WHAT NEEDS TO BE DONE: Restate every line of the material, word for word.

────

//! Interactive menu for the `chat` subcommand. One menu choice becomes one request to the relay.

use anyhow::{bail, Context, Result};
use tokio::io::{AsyncBufRead, AsyncBufReadExt, AsyncRead, AsyncWrite, AsyncWriteExt, Lines};

use crate::core::client::{split_lines, RelayClient};
use crate::utils::constants::{DEFAULT_MAX_BODY_LEN, DEFAULT_MAX_NAME_LEN};
use crate::utils::enums::{Command, LoginReply};

pub struct Shell<I, O> {
    input: Lines<I>,
    output: O,
}

impl<I, O> Shell<I, O>
where
    I: AsyncBufRead + Unpin,
    O: AsyncWrite + Unpin,
{
    pub fn new(input: I, output: O) -> Self {
        Self {
            input: input.lines(),
            output,
        }
    }

    async fn say(&mut self, text: &str) -> Result<()> {
        self.output.write_all(text.as_bytes()).await?;
        self.output.flush().await?;
        Ok(())
    }

    //None once stdin is closed
    async fn prompt(&mut self, text: &str) -> Result<Option<String>> {
        self.say(text).await?;
        Ok(self.input.next_line().await?)
    }

    async fn show_menu(&mut self) -> Result<()> {
        let mut menu = String::from("\n");
        for command in Command::ALL {
            menu.push_str(&format!("{}. {}\n", command.as_wire(), command.describe()));
        }
        self.say(&menu).await
    }

    pub async fn run<S>(mut self, mut client: RelayClient<S>) -> Result<()>
    where
        S: AsyncRead + AsyncWrite + Unpin,
    {
        let name = loop {
            match self.prompt("Enter your name: ").await? {
                Some(name) if !name.trim().is_empty() => {
                    break clip(name.trim(), DEFAULT_MAX_NAME_LEN)
                }
                Some(_) => continue,
                None => return Ok(()),
            }
        };
        if client.login(&name).await.context("log in failed")? == LoginReply::Rejected {
            self.say("User already log in!\n").await?;
            bail!("{} is already logged in", name);
        }

        loop {
            self.show_menu().await?;
            let line = match self.prompt("Enter your choice: ").await? {
                Some(line) => line,
                None => break,
            };
            let choice = match line.trim().chars().next() {
                Some(c) => c,
                None => continue,
            };
            let command = match choice.to_string().parse::<Command>() {
                Ok(command) => command,
                Err(_) => {
                    self.say(&format!("{}, Invalid command, retry!\n", choice)).await?;
                    continue;
                }
            };

            match command {
                Command::ListKnown => {
                    let names = client.known_users().await?;
                    self.say(&numbered("\nKnown users:\n", "", &names)).await?;
                }
                Command::ListConnected => {
                    let names = client.connected_users().await?;
                    self.say(&numbered("\nCurrently connected users:\n", "", &names)).await?;
                }
                Command::SendTo => {
                    let Some(recipient) = self.prompt("Enter recipient's name: ").await? else {
                        break;
                    };
                    let recipient = clip(recipient.trim(), DEFAULT_MAX_NAME_LEN);
                    if recipient.is_empty() {
                        self.say("Recipient name can't be empty\n").await?;
                        continue;
                    }
                    let Some(body) = self.prompt("Enter a message: ").await? else {
                        break;
                    };
                    client.send_to(&recipient, &clip(&body, DEFAULT_MAX_BODY_LEN)).await?;
                }
                Command::SendConnected | Command::SendAll => {
                    let Some(body) = self.prompt("Enter a message: ").await? else {
                        break;
                    };
                    let body = clip(&body, DEFAULT_MAX_BODY_LEN);
                    if command == Command::SendConnected {
                        client.send_connected(&body).await?;
                    } else {
                        client.send_all(&body).await?;
                    }
                }
                Command::Fetch => {
                    let block = client.fetch_messages().await?;
                    let lines = split_lines(&block);
                    if lines.is_empty() {
                        self.say("\nYour messages:\n  No messages.\n").await?;
                    } else {
                        self.say(&numbered("\nYour messages:\n", "From ", &lines)).await?;
                    }
                }
                Command::Exit => break,
            }
        }

        client.exit().await?;
        Ok(())
    }
}

fn numbered(header: &str, prefix: &str, lines: &[String]) -> String {
    let mut out = String::from(header);
    for (i, line) in lines.iter().enumerate() {
        out.push_str(&format!("  {}. {}{}\n", i + 1, prefix, line));
    }
    out
}

//Cuts at a char boundary so the frame never exceeds what the server accepts
fn clip(text: &str, max: usize) -> String {
    if text.len() <= max {
        return text.to_string();
    }
    let mut end = max;
    while !text.is_char_boundary(end) {
        end -= 1;
    }
    text[..end].to_string()
}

────

YOUR RESPONSE:
//! Interactive menu for the `chat` subcommand. One menu choice becomes one request to the relay.

use anyhow::{bail, Context, Result};
use tokio::io::{AsyncBufRead, AsyncBufReadExt, AsyncRead, AsyncWrite, AsyncWriteExt, Lines};

use crate::core::client::{split_lines, RelayClient};
use crate::utils::constants::{DEFAULT_MAX_BODY_LEN, DEFAULT_MAX_NAME_LEN};
use crate::utils::enums::{Command, LoginReply};

pub struct Shell<I, O> {
    input: Lines<I>,
    output: O,
}

impl<I, O> Shell<I, O>
where
    I: AsyncBufRead + Unpin,
    O: AsyncWrite + Unpin,
{
    pub fn new(input: I, output: O) -> Self {
        Self {
            input: input.lines(),
            output,
        }
    }

    async fn say(&mut self, text: &str) -> Result<()> {
        self.output.write_all(text.as_bytes()).await?;
        self.output.flush().await?;
        Ok(())
    }

    //None once stdin is closed
    async fn prompt(&mut self, text: &str) -> Result<Option<String>> {
        self.say(text).await?;
        Ok(self.input.next_line().await?)
    }

    async fn show_menu(&mut self) -> Result<()> {
        let mut menu = String::from("\n");
        for command in Command::ALL {
            menu.push_str(&format!("{}. {}\n", command.as_wire(), command.describe()));
        }
        self.say(&menu).await
    }

    pub async fn run<S>(mut self, mut client: RelayClient<S>) -> Result<()>
    where
        S: AsyncRead + AsyncWrite + Unpin,
    {
        let name = loop {
            match self.prompt("Enter your name: ").await? {
                Some(name) if !name.trim().is_empty() => {
                    break clip(name.trim(), DEFAULT_MAX_NAME_LEN)
                }
                Some(_) => continue,
                None => return Ok(()),
            }
        };
        if client.login(&name).await.context("log in failed")? == LoginReply::Rejected {
            self.say("User already log in!\n").await?;
            bail!("{} is already logged in", name);
        }

        loop {
            self.show_menu().await?;
            let line = match self.prompt("Enter your choice: ").await? {
                Some(line) => line,
                None => break,
            };
            let choice = match line.trim().chars().next() {
                Some(c) => c,
                None => continue,
            };
            let command = match choice.to_string().parse::<Command>() {
                Ok(command) => command,
                Err(_) => {
                    self.say(&format!("{}, Invalid command, retry!\n", choice)).await?;
                    continue;
                }
            };

            match command {
                Command::ListKnown => {
                    let names = client.known_users().await?;
                    self.say(&numbered("\nKnown users:\n", "", &names)).await?;
                }
                Command::ListConnected => {
                    let names = client.connected_users().await?;
                    self.say(&numbered("\nCurrently connected users:\n", "", &names)).await?;
                }
                Command::SendTo => {
                    let Some(recipient) = self.prompt("Enter recipient's name: ").await? else {
                        break;
                    };
                    let recipient = clip(recipient.trim(), DEFAULT_MAX_NAME_LEN);
                    if recipient.is_empty() {
                        self.say("Recipient name can't be empty\n").await?;
                        continue;
                    }
                    let Some(body) = self.prompt("Enter a message: ").await? else {
                        break;
                    };
                    client.send_to(&recipient, &clip(&body, DEFAULT_MAX_BODY_LEN)).await?;
                }
                Command::SendConnected | Command::SendAll => {
                    let Some(body) = self.prompt("Enter a message: ").await? else {
                        break;
                    };
                    let body = clip(&body, DEFAULT_MAX_BODY_LEN);
                    if command == Command::SendConnected {
                        client.send_connected(&body).await?;
                    } else {
                        client.send_all(&body).await?;
                    }
                }
                Command::Fetch => {
                    let block = client.fetch_messages().await?;
                    let lines = split_lines(&block);
                    if lines.is_empty() {
                        self.say("\nYour messages:\n  No messages.\n").await?;
                    } else {
                        self.say(&numbered("\nYour messages:\n", "From ", &lines)).await?;
                    }
                }
                Command::Exit => break,
            }
        }

        client.exit().await?;
        Ok(())
    }
}

fn numbered(header: &str, prefix: &str, lines: &[String]) -> String {
    let mut out = String::from(header);
    for (i, line) in lines.iter().enumerate() {
        out.push_str(&format!("  {}. {}{}\n", i + 1, prefix, line));
    }
    out
}

//Cuts at a char boundary so the frame never exceeds what the server accepts
fn clip(text: &str, max: usize) -> String {
    if text.len() <= max {
        return text.to_string();
    }
    let mut end = max;
    while !text.is_char_boundary(end) {
        end -= 1;
    }
    text[..end].to_string()
}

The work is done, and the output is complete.